Write out the listing below again, precisely as it is given.

[Start of Attachment]

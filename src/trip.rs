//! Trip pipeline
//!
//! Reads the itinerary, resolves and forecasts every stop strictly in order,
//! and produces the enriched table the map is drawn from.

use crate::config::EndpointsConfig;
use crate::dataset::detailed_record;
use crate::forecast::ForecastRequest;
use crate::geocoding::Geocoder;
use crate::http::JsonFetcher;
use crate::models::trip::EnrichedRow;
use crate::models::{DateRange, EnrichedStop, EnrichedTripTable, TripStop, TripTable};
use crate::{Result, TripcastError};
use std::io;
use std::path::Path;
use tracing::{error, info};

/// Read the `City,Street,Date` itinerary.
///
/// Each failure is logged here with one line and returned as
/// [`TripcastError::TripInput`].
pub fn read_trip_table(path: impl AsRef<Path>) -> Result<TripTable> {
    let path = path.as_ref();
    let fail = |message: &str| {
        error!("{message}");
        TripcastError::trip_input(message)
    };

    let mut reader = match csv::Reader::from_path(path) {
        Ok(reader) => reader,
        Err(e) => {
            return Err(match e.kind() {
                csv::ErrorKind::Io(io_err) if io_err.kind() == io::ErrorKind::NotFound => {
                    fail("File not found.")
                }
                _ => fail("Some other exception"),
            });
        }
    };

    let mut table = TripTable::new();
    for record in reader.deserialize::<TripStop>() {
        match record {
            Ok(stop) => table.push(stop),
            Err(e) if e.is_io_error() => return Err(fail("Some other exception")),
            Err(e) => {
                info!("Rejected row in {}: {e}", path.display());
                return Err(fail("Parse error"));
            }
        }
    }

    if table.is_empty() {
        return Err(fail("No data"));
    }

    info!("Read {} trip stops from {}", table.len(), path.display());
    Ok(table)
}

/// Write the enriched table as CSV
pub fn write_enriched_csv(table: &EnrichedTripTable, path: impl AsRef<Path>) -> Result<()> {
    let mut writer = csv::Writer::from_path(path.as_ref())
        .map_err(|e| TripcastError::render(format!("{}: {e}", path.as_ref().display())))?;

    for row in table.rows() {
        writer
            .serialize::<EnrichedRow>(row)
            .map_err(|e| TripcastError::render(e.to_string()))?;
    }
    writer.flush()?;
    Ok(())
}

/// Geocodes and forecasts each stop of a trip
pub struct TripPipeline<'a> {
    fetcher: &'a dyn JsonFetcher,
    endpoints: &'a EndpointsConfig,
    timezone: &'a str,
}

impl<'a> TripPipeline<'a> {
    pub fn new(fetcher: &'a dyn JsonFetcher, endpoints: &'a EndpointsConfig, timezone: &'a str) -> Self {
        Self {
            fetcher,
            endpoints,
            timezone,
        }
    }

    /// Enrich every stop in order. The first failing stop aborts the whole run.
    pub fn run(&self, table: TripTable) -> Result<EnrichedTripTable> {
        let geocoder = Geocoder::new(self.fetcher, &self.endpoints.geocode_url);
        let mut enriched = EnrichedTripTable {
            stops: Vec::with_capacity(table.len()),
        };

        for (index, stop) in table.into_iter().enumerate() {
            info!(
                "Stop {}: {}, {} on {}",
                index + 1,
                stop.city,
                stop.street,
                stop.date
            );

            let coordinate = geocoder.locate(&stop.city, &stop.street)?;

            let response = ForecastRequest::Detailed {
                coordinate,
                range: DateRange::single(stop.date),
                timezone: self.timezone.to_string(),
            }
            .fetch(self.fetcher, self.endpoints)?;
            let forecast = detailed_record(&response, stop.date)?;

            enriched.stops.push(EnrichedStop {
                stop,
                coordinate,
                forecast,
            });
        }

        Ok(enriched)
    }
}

[End of Attachment]

*Problem solution*.
filename src/trip.rs
//! Trip pipeline
//!
//! Reads the itinerary, resolves and forecasts every stop strictly in order,
//! and produces the enriched table the map is drawn from.

use crate::config::EndpointsConfig;
use crate::dataset::detailed_record;
use crate::forecast::ForecastRequest;
use crate::geocoding::Geocoder;
use crate::http::JsonFetcher;
use crate::models::trip::EnrichedRow;
use crate::models::{DateRange, EnrichedStop, EnrichedTripTable, TripStop, TripTable};
use crate::{Result, TripcastError};
use std::io;
use std::path::Path;
use tracing::{error, info};

/// Read the `City,Street,Date` itinerary.
///
/// Each failure is logged here with one line and returned as
/// [`TripcastError::TripInput`].
pub fn read_trip_table(path: impl AsRef<Path>) -> Result<TripTable> {
    let path = path.as_ref();
    let fail = |message: &str| {
        error!("{message}");
        TripcastError::trip_input(message)
    };

    let mut reader = match csv::Reader::from_path(path) {
        Ok(reader) => reader,
        Err(e) => {
            return Err(match e.kind() {
                csv::ErrorKind::Io(io_err) if io_err.kind() == io::ErrorKind::NotFound => {
                    fail("File not found.")
                }
                _ => fail("Some other exception"),
            });
        }
    };

    let mut table = TripTable::new();
    for record in reader.deserialize::<TripStop>() {
        match record {
            Ok(stop) => table.push(stop),
            Err(e) if e.is_io_error() => return Err(fail("Some other exception")),
            Err(e) => {
                info!("Rejected row in {}: {e}", path.display());
                return Err(fail("Parse error"));
            }
        }
    }

    if table.is_empty() {
        return Err(fail("No data"));
    }

    info!("Read {} trip stops from {}", table.len(), path.display());
    Ok(table)
}

/// Write the enriched table as CSV
pub fn write_enriched_csv(table: &EnrichedTripTable, path: impl AsRef<Path>) -> Result<()> {
    let mut writer = csv::Writer::from_path(path.as_ref())
        .map_err(|e| TripcastError::render(format!("{}: {e}", path.as_ref().display())))?;

    for row in table.rows() {
        writer
            .serialize::<EnrichedRow>(row)
            .map_err(|e| TripcastError::render(e.to_string()))?;
    }
    writer.flush()?;
    Ok(())
}

/// Geocodes and forecasts each stop of a trip
pub struct TripPipeline<'a> {
    fetcher: &'a dyn JsonFetcher,
    endpoints: &'a EndpointsConfig,
    timezone: &'a str,
}

impl<'a> TripPipeline<'a> {
    pub fn new(fetcher: &'a dyn JsonFetcher, endpoints: &'a EndpointsConfig, timezone: &'a str) -> Self {
        Self {
            fetcher,
            endpoints,
            timezone,
        }
    }

    /// Enrich every stop in order. The first failing stop aborts the whole run.
    pub fn run(&self, table: TripTable) -> Result<EnrichedTripTable> {
        let geocoder = Geocoder::new(self.fetcher, &self.endpoints.geocode_url);
        let mut enriched = EnrichedTripTable {
            stops: Vec::with_capacity(table.len()),
        };

        for (index, stop) in table.into_iter().enumerate() {
            info!(
                "Stop {}: {}, {} on {}",
                index + 1,
                stop.city,
                stop.street,
                stop.date
            );

            let coordinate = geocoder.locate(&stop.city, &stop.street)?;

            let response = ForecastRequest::Detailed {
                coordinate,
                range: DateRange::single(stop.date),
                timezone: self.timezone.to_string(),
            }
            .fetch(self.fetcher, self.endpoints)?;
            let forecast = detailed_record(&response, stop.date)?;

            enriched.stops.push(EnrichedStop {
                stop,
                coordinate,
                forecast,
            });
        }

        Ok(enriched)
    }
}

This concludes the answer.